В то лето, когда Ниам исполнилось пять лет, мы взяли такси до деревни в Слиго на берегу моря и забронировали номер в гостинице на главной улице на две недели. Джеймс думал, что морской воздух поднимет мне настроение, а Ниам благополучно оправится от весенней череды детских болезней: кори, краснухи и ветрянки. Наша пухленькая малышка сделалась стройной и хрупкой, и ей нужен был горячий соленый воздух, чтобы добавить румянца ее щекам. Джеймсу и мне нужен был выход. Наша постель была запятнана нашими неудачами, и мы чувствовали себя побежденными, а мое горе превратило наш дом в тюрьму. И хотя об этом не говорили вслух, я понимала, что в эти выходные Джеймс подводит черту под моими попытками завести еще одного ребенка. Пришло время сдаться; оставить эту мысль, пережить это и вернуться назад домой такой, какой я была раньше.

Для тех из нас, кто жил в глубине острова, море было чудесным, невероятным зрелищем. Джеймс рано уходил рыбачить, и, пока Ниам собирала ракушки, я садилась на одеяло и позволяла морю загипнотизировать себя.

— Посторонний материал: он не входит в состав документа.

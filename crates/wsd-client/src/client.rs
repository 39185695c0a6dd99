//! HTTP round-trip against the rendering service.
//!
//! A render is two requests: a form-encoded POST that returns the image
//! location (or errors), then a GET that returns the image bytes.

use std::time::Duration;

use ureq::Agent;

use crate::error::{ClientError, RenderError};
use crate::options::DiagramOptions;
use crate::request::RenderRequest;
use crate::response::{RenderResponse, decode_response};
use crate::stream::ImageStream;

/// Anything that can turn diagram text into image bytes.
///
/// Implemented by [`WsdClient`]; directive handlers depend on this trait so a
/// different backend (or a simulated service in tests) can be substituted.
pub trait DiagramRenderer {
    /// Render `text` with `options` and return the image stream.
    ///
    /// # Errors
    ///
    /// Returns [`ClientError::Render`] when the service reports errors, and the
    /// other [`ClientError`] variants for empty input, transport failures,
    /// HTTP error statuses and malformed responses.
    fn render(&self, text: &str, options: &DiagramOptions) -> Result<ImageStream, ClientError>;
}

/// Create HTTP agent with an optional global timeout.
///
/// `None` means no timeout: a stalled service stalls the caller.
pub fn create_agent(timeout: Option<Duration>) -> Agent {
    Agent::config_builder()
        .timeout_global(timeout)
        .http_status_as_error(false)
        .build()
        .into()
}

/// Client for the websequencediagrams HTTP API.
pub struct WsdClient {
    agent: Agent,
    base_url: String,
}

impl WsdClient {
    /// Create a client for the service at `base_url` with no timeout.
    #[must_use]
    pub fn new(base_url: impl Into<String>) -> Self {
        Self::with_agent(base_url, create_agent(None))
    }

    /// Create a client that reuses an existing agent.
    #[must_use]
    pub fn with_agent(base_url: impl Into<String>, agent: Agent) -> Self {
        let mut base_url = base_url.into();
        if !base_url.ends_with('/') {
            base_url.push('/');
        }
        Self { agent, base_url }
    }

    /// Base URL requests are sent to (always ends with `/`).
    #[must_use]
    pub fn base_url(&self) -> &str {
        &self.base_url
    }

    /// POST the diagram and decode the image location.
    fn request_image_location(
        &self,
        text: &str,
        options: &DiagramOptions,
    ) -> Result<String, ClientError> {
        let request = RenderRequest::new(text, options);
        tracing::debug!(
            url = %self.base_url,
            style = options.style.as_str(),
            format = options.format.as_str(),
            "Submitting diagram"
        );

        let response = self
            .agent
            .post(&self.base_url)
            .send_form(request.form_fields())?;

        let status = response.status().as_u16();
        let body = response.into_body().read_to_string()?;

        if status >= 400 {
            return Err(ClientError::HttpResponse { status, body });
        }

        match decode_response(&body)? {
            RenderResponse::Image(img) => Ok(img),
            RenderResponse::Errors(messages) => Err(RenderError { messages }.into()),
        }
    }

    /// GET the rendered image.
    fn fetch_image(&self, url: &str) -> Result<ImageStream, ClientError> {
        tracing::debug!(url, "Fetching rendered diagram");

        let response = self.agent.get(url).call()?;
        let status = response.status().as_u16();
        let content_type = response
            .headers()
            .get("content-type")
            .and_then(|value| value.to_str().ok())
            .map(str::to_owned);
        let mut body = response.into_body();

        if status >= 400 {
            let error_body = body
                .read_to_string()
                .unwrap_or_else(|_| String::from("(unable to read error body)"));
            return Err(ClientError::HttpResponse {
                status,
                body: error_body,
            });
        }

        Ok(ImageStream::from_reader(body.into_reader()).with_content_type(content_type))
    }
}

impl DiagramRenderer for WsdClient {
    fn render(&self, text: &str, options: &DiagramOptions) -> Result<ImageStream, ClientError> {
        if text.trim().is_empty() {
            return Err(ClientError::EmptySource);
        }
        let img = self.request_image_location(text, options)?;
        let url = resolve_image_url(&self.base_url, &img);
        self.fetch_image(&url)
    }
}

/// Resolve the `img` field of a render response against the service URL.
///
/// - absolute URLs are returned unchanged
/// - `/path` is joined to the scheme and host of `base_url`
/// - anything else (`?png=abc`, `files/abc.png`) is appended to `base_url`
pub(crate) fn resolve_image_url(base_url: &str, img: &str) -> String {
    if img.starts_with("http://") || img.starts_with("https://") {
        return img.to_owned();
    }

    let base = base_url.trim_end_matches('/');
    if let Some(path) = img.strip_prefix('/') {
        return format!("{}/{path}", origin(base));
    }
    format!("{base}/{img}")
}

/// Scheme and authority of a URL (`https://host:port`).
fn origin(url: &str) -> &str {
    let after_scheme = url.find("://").map_or(0, |i| i + 3);
    match url[after_scheme..].find('/') {
        Some(i) => &url[..after_scheme + i],
        None => url,
    }
}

Сверкающая гладь стекла, горизонт, превращающийся в скользящий, движущийся холм, который приближался к суше и неуклюже распадался на хихикающую о песке массу. Я представляла, что за морем ничего нет; нет кораблей, увозящих наших соседей и семьи в Англию и Америку. Нет пароходов, на которых уплыл за Атлантический океан в Нью-Йорк или Бостон мною любимый юноша.

Я смотрела, как солнце окрашивает небо цветными пятнами сотен оттенков пурпурного и золотого; как серые дождевые облака парят над Киллалой на другой стороне залива, пока мы наслаждаемся редким солнечным сиянием. В сушу вдавались уступы и гладкие валуны, дети могли искать там мертвых крабов, ракушки и прочие морские сокровища. И я думала: «Бог создал все это, а еще одного ребенка мне не дал». Иногда я уступала своим слезам и давала им смешиваться с морскими брызгами, и облегчала душу рыданиями на природе. Проходили дни, и я почувствовала, как чувство несправедливости оттого, что я не смогла забеременеть во второй раз, уходит, но вместо этого мои мысли начали вращаться вокруг старей обиды, и я посмотрела на нее новыми глазами.

Любовь.

Пустота в моей душе, которую раньше заполняли мысли о моем вымышленном сыне, была тем же местом, где гнездилось мое нереализованное желание страстной любви. Я чувствовала, как морской бриз ласкает мою шею, как подол моей хлопковой юбки щекочет мое колено, но я больше не ощущала прикосновений своего мужа, не слышала его голос и даже не видела его по-настоящему. Он стал объектом, как предмет мебели или хлеб. Поэтому мое страстное желание ребенка было замещено моей тоской по волнению первого запретного поцелуя.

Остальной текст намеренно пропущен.